### Listed records

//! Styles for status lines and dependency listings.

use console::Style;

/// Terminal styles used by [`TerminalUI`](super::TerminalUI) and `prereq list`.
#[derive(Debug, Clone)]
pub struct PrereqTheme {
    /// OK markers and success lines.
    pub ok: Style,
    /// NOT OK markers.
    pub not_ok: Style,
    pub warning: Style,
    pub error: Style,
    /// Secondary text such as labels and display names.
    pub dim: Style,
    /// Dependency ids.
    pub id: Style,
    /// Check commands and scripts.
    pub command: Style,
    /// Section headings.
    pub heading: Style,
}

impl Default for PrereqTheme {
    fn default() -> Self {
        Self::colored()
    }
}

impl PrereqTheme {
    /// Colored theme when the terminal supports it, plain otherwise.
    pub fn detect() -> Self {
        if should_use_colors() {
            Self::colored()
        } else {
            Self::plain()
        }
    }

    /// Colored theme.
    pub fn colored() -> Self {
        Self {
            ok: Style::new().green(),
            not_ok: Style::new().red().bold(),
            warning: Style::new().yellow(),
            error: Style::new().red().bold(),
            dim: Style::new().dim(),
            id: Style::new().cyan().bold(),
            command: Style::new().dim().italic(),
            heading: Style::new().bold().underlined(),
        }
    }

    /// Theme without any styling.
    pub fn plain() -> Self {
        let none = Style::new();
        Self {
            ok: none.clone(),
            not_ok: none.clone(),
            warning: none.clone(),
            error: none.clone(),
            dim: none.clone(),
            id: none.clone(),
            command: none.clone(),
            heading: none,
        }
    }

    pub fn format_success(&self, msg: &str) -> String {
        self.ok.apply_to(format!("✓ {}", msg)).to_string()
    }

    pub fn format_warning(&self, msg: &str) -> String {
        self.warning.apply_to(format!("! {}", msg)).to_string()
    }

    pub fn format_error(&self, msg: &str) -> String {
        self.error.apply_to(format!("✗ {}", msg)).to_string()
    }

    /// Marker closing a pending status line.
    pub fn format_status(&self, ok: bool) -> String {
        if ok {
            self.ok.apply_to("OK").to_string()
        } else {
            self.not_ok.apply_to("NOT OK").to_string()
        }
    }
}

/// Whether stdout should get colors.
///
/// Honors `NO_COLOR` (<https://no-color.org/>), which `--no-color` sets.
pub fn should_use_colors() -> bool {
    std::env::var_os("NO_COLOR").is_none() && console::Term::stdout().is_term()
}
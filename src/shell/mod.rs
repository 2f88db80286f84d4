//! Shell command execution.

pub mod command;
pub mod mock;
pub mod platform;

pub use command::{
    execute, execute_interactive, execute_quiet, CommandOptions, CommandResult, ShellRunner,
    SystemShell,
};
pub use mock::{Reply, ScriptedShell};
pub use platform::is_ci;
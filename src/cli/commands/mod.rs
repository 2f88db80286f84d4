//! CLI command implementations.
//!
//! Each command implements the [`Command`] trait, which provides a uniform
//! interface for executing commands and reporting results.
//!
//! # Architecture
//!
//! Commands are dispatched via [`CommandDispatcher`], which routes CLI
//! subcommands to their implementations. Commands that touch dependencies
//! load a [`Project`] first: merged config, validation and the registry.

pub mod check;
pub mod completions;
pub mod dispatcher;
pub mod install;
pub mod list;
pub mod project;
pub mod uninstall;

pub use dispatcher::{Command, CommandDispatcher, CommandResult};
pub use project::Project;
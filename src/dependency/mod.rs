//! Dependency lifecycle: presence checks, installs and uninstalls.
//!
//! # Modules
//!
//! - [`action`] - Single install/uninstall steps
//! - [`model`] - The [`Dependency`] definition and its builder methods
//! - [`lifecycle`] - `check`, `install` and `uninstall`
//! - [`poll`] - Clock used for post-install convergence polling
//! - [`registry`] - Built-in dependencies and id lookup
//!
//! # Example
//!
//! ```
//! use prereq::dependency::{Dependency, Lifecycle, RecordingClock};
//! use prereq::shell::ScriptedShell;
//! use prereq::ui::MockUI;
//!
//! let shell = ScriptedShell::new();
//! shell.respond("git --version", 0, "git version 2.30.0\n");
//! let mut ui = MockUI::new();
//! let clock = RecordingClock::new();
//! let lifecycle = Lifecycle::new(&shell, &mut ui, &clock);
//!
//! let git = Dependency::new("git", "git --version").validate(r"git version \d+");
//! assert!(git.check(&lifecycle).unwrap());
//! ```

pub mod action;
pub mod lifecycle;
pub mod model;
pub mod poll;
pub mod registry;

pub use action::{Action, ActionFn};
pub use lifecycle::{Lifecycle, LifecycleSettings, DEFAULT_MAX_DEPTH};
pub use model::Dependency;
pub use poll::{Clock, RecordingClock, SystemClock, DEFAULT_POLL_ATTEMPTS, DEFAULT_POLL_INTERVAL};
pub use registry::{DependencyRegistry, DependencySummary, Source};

### Problem to solve
Your answer must be a single number: the count of lines in the records above that contain "MockUI".

### Answer for this exercise
2